* **What needs to be done**
The entries below contain a line with "let app = app(ProvisioningConfig::default(), &storage);" and a line with "let logs = logs.as_array().unwrap();". Quote exactly those two lines and all lines between them.

*** Material provided Section Begins ***

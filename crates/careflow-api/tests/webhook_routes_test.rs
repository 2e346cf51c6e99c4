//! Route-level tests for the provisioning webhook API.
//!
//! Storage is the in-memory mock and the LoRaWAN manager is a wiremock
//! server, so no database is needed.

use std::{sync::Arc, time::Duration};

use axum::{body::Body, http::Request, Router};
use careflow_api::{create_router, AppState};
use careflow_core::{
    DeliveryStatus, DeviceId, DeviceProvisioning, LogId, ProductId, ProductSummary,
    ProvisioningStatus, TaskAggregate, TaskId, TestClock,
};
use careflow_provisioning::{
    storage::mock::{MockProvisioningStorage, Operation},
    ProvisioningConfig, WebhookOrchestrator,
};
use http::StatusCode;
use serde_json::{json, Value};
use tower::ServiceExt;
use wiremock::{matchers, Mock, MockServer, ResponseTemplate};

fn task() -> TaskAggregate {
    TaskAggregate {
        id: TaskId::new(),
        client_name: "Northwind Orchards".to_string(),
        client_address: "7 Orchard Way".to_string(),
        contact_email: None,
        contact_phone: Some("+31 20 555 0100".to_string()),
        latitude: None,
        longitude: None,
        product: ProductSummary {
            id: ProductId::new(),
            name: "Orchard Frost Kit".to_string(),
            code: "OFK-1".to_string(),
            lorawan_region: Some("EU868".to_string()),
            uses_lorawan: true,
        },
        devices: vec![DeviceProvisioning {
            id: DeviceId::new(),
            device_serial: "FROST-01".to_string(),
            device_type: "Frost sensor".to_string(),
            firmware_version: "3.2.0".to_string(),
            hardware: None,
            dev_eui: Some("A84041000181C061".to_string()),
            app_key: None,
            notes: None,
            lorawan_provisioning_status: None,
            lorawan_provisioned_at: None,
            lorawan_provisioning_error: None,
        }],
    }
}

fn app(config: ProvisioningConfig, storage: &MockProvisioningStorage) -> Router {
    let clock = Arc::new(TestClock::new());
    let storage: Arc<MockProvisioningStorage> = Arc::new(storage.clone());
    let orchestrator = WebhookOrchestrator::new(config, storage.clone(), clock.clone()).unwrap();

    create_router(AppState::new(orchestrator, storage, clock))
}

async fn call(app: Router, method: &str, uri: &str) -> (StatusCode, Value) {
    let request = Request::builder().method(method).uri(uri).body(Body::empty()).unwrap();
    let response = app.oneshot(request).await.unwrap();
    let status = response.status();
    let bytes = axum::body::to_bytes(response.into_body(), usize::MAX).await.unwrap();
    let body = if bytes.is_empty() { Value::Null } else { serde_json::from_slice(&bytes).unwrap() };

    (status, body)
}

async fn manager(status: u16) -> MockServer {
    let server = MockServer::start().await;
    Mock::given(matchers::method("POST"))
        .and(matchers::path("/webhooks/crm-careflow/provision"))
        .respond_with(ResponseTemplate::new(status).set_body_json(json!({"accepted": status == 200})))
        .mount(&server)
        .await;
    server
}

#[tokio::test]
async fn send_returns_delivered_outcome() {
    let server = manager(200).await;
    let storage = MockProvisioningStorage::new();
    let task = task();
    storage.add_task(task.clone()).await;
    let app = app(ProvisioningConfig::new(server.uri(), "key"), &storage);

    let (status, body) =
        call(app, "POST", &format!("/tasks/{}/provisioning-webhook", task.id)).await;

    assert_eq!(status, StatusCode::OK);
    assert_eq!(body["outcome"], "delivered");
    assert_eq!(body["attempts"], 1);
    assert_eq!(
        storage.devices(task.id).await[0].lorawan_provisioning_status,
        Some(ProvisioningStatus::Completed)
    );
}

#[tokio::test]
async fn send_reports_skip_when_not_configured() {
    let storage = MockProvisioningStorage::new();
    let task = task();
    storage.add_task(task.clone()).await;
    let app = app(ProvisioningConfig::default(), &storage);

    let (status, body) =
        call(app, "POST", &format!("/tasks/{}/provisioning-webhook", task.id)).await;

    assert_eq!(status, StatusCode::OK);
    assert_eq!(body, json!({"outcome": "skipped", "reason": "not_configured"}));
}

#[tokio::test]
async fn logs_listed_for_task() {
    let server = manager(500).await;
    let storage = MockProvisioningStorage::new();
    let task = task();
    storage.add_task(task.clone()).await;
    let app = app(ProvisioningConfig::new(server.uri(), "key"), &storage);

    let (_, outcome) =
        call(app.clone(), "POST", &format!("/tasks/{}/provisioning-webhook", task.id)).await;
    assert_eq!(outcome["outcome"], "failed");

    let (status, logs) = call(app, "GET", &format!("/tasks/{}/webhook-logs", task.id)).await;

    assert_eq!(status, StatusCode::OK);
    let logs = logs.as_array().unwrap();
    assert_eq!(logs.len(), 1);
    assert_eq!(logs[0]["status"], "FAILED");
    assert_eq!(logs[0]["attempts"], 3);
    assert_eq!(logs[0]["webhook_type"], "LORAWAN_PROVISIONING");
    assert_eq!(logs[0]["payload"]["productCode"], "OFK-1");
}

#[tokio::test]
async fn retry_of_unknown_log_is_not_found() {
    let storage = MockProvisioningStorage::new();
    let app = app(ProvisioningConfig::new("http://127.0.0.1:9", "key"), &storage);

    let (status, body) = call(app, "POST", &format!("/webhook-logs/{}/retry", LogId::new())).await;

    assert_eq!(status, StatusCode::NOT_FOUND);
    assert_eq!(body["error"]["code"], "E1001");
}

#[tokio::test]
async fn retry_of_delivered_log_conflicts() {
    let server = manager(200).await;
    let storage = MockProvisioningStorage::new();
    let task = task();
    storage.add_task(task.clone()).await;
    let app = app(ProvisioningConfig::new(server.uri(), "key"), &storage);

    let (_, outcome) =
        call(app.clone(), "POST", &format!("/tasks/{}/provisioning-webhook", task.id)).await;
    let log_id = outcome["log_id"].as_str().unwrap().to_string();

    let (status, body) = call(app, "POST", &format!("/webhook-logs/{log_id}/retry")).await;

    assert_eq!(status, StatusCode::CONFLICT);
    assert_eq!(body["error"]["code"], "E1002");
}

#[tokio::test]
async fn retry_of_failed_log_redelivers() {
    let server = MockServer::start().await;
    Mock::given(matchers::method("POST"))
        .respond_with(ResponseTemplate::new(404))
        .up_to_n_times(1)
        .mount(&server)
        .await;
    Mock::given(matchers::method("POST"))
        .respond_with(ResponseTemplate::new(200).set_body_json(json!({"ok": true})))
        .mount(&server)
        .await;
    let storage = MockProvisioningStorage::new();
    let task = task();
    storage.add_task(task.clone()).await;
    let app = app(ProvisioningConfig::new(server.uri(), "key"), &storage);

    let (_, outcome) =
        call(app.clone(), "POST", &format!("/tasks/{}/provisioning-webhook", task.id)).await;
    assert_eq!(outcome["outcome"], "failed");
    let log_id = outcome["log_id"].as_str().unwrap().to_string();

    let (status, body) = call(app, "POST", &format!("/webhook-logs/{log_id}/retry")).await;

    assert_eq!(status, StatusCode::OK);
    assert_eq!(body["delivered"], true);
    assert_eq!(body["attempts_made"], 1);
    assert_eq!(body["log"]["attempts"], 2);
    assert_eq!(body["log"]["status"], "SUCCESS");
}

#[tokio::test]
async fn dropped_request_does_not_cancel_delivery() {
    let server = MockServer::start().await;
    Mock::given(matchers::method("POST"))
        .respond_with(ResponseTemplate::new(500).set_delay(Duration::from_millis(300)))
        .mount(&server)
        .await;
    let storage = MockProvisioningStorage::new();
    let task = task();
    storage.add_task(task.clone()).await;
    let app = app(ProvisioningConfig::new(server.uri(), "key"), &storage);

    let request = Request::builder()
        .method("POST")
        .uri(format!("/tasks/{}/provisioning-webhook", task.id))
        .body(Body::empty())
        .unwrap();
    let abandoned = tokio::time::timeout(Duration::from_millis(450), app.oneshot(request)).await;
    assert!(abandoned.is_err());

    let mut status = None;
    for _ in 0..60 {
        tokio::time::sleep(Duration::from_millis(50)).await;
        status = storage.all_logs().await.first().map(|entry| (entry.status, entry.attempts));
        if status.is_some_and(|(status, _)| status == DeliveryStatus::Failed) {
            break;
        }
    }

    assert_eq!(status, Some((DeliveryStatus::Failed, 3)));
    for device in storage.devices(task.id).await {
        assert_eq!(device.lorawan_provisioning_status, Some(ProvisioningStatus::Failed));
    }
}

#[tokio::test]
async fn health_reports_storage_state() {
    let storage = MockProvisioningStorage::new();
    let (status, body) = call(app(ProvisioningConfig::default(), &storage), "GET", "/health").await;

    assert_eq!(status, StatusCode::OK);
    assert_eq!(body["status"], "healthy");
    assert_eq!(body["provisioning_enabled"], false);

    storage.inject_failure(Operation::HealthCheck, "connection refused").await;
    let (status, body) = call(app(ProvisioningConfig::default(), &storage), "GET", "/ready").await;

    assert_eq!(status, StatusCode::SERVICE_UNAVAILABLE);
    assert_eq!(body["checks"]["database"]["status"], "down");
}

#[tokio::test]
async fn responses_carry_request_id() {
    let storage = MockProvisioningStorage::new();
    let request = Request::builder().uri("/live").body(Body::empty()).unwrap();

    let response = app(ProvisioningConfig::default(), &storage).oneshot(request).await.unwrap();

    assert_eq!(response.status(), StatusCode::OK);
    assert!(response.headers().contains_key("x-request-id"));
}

*** Material provided Section Ends ***

* **Result of the exercise**
    let app = app(ProvisioningConfig::default(), &storage);

    let (status, body) =
        call(app, "POST", &format!("/tasks/{}/provisioning-webhook", task.id)).await;

    assert_eq!(status, StatusCode::OK);
    assert_eq!(body, json!({"outcome": "skipped", "reason": "not_configured"}));
}

#[tokio::test]
async fn logs_listed_for_task() {
    let server = manager(500).await;
    let storage = MockProvisioningStorage::new();
    let task = task();
    storage.add_task(task.clone()).await;
    let app = app(ProvisioningConfig::new(server.uri(), "key"), &storage);

    let (_, outcome) =
        call(app.clone(), "POST", &format!("/tasks/{}/provisioning-webhook", task.id)).await;
    assert_eq!(outcome["outcome"], "failed");

    let (status, logs) = call(app, "GET", &format!("/tasks/{}/webhook-logs", task.id)).await;

    assert_eq!(status, StatusCode::OK);
    let logs = logs.as_array().unwrap();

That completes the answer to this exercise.